Një anëtare e ProZ-com sot ka hapur sot një rubrikë me titull "Off topic: Tingo, nakkele and other wonders! (BBC article)

Çfarë mendoni për pjesën ku flitet për fjalët shqipe rreth mustaqeve?


Hi everyone,

I just came across this article on the BBC news website. I thought it might interest some of you!

Sheila


http://news.bbc.co.uk/1/hi/magazine/4248494.stm

Tingo, nakkele and other wonders
By Georgina Pattinson
BBC News

Curries
Who could resist eating every last bit of curry?
English is a rich and innovative language. But you can't help feeling we're missing out.

While English speakers have to describe the action of laughing so much that one side of your abdomen hurts (hardly an economical phrase), the Japanese have the much more efficient expression: katahara itai.

Of course, the English language has borrowed words for centuries. Khaki and croissant are cases in point.

So perhaps it's time to be thinking about adding others to the lexicon. Malay, for instance, has gigi rongak - the space between the teeth.

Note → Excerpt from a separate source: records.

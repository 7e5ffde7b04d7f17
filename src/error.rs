//! Error type shared by the data types and the gateway client.

/// Client error type.
#[derive(Debug, thiserror::Error)]
pub enum Error {
    #[cfg(feature = "client")]
    #[error("HTTP error: {0}")]
    Http(#[from] reqwest::Error),
    /// The response body could not be decoded into the expected type.
    ///
    /// `status` is the HTTP status of the response, kept for diagnosis only;
    /// the client never rejects a response because of its status.
    #[error("failed to decode response (HTTP {status}): {source}")]
    Decode {
        status: u16,
        #[source]
        source: serde_json::Error,
    },
    #[error("JSON error: {0}")]
    Json(#[from] serde_json::Error),
    #[error("base64 error: {0}")]
    Base64(#[from] base64::DecodeError),
    #[error("invalid base URL {url:?}: {reason}")]
    InvalidUrl { url: String, reason: String },
    /// A caller-supplied path parameter would be dropped or collapsed by URL
    /// normalization (`""`, `"."` or `".."`).
    #[error("invalid path parameter {segment:?}")]
    InvalidPathSegment { segment: String },
    #[error("request cancelled")]
    Cancelled,
    #[error("request deadline exceeded")]
    DeadlineExceeded,
}

impl Error {
    /// Returns `true` for connection, DNS and other transport-level failures.
    pub fn is_transport(&self) -> bool {
        #[cfg(feature = "client")]
        if let Self::Http(_) = self {
            return true;
        }
        false
    }

    /// Returns `true` if a response or an encoded value could not be decoded.
    pub fn is_decode(&self) -> bool {
        matches!(self, Self::Decode { .. } | Self::Base64(_))
    }

    /// Returns `true` if the call was abandoned because its context was
    /// cancelled or ran out of time.
    pub fn is_cancellation(&self) -> bool {
        matches!(self, Self::Cancelled | Self::DeadlineExceeded)
    }
}

/// Result type alias for client operations.
pub type Result<T> = std::result::Result<T, Error>;
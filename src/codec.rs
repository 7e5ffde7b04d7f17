//! JSON codec used by [`NodeClient`](crate::NodeClient) for request and
//! response bodies.
//!
//! Each client owns its codec, so two clients in one process can encode and
//! decode differently without touching shared state.

use serde::{Serialize, de::DeserializeOwned};

/// Encodes request bodies and decodes response bodies.
pub trait JsonCodec: Send + Sync {
    fn encode<T: Serialize + ?Sized>(&self, value: &T) -> serde_json::Result<Vec<u8>>;

    fn decode<T: DeserializeOwned>(&self, body: &[u8]) -> serde_json::Result<T>;
}

/// `serde_json` with its standard settings.
#[derive(Debug, Clone, Copy, Default)]
pub struct StandardCodec;

impl JsonCodec for StandardCodec {
    fn encode<T: Serialize + ?Sized>(&self, value: &T) -> serde_json::Result<Vec<u8>> {
        serde_json::to_vec(value)
    }

    fn decode<T: DeserializeOwned>(&self, body: &[u8]) -> serde_json::Result<T> {
        serde_json::from_slice(body)
    }
}
//! Typed async client for the Celestia data-availability node gateway API.
//!
//! The gateway exposes chain headers, namespaced data and shares, data
//! availability results and account balances over HTTP, and accepts signed
//! transactions and PayForData submissions.
//!
//! # Features
//!
//! - **`types` module**: request/response types of every endpoint, plus the
//!   namespace encoding helpers. Available with no additional features.
//! - **`client` module** (enabled by default): an async client built on
//!   `reqwest`, with per-call deadlines and cancellation through [`Context`].
//!
//! # Quick start
//!
//! ```no_run
//! use celestia_node_client::{Context, NodeClient, namespace_id};
//!
//! #[tokio::main]
//! async fn main() -> celestia_node_client::Result<()> {
//!     let client = NodeClient::local()?;
//!     let ctx = Context::background();
//!
//!     let head = client.head(&ctx).await?;
//!     let namespace = namespace_id("DCBNOWAP3dM=")?;
//!     let data = client
//!         .namespaced_data(&ctx, &namespace, head.header.height)
//!         .await?;
//!     for message in data.get_bytes()? {
//!         println!("{} bytes", message.len());
//!     }
//!     Ok(())
//! }
//! ```

mod error;
mod namespace_helpers;
pub mod types;

pub use error::{Error, Result};
pub use namespace_helpers::namespace_id;

#[cfg(feature = "client")]
pub mod client;
#[cfg(feature = "client")]
pub mod codec;
#[cfg(feature = "client")]
mod context;

#[cfg(feature = "client")]
pub use client::{ClientConfig, NodeClient};
#[cfg(feature = "client")]
pub use context::{Canceller, Context};

pub use types::*;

The Japanese have bakku-shan - a girl who appears pretty from behind but not from the front. Then there's a nakkele - a man who licks whatever the food has been served on (from Tulu, India).

I'm trying to celebrate the joy of foreign words
Adam Jacot de Boinod
These fabulous examples have been collected by author Adam Jacot de Boinod into The Meaning Of Tingo - a collection of words and phrases from around the world.

"What I'm really trying to do is celebrate the joy of foreign words (in a totally unjudgmental way) and say that while English is a great language, one shouldn't be surprised there are many others having, as they do, words with no English equivalent," he says.

Having pored over 280 dictionaries and trawled 140 websites, he is also convinced that a country's dictionary says more about a culture than a guide book. Hawaiians, for instance, have 108 words for sweet potato, 65 for fishing nets - and 47 for banana.

Mania

The German propensity for compound words pays dividends. Kummerspeck is a German word which literally means grief bacon: it is the word that describes the excess weight gained from emotion-related overeating.

A Putzfimmel is a mania for cleaning and Drachenfutter - literally translated as dragon fodder - are the peace offerings made by guilty husbands to their wives.

Or there's die beleidigte Leberwurst spielen - to stick one's lower lip out in a sulk (literally, to play the insulted liver sausage). Perhaps it's a Backpfeifengesicht - a face that cries out for a fist in it.

Words and phrases can suggest the character of a nation.

A boy braces himself against the wind at Fort Walton Beach, Florida
The Dutch didn't have hurricanes in mind when they coined the word

The Dutch vocabulary, for instance, seems to confirm the nation's light-hearted reputation. The word uitwaaien is Dutch for walking in windy weather for fun.

The Maori-speakers of the Cook Islands sound like an enthusiastic bunch: the word toto is the shout given in a game of hide-and-seek to show readiness.

Perhaps the Inuit notion of a good time must be, of necessity, a little more constrained. The long winter nights must fly by as they play a game called igunaujannguaq, literally meaning frozen walrus carcass. (The game involves the person in the centre of a ring trying to remain stiff as he is passed around the ring, hand over hand.)

But it's those fun-loving people in the Netherlands who should have the last word - the phrase for skimming stones is as light-hearted as the action: plimpplampplettere.

Overall Grand Champion Karl Heinz Hille of Berlin, Germany

World beard champion 2003
In pictures: the contest

The Albanians exhibit a strange fascination for facial hair. There are no fewer than 27 separate expressions for the moustache.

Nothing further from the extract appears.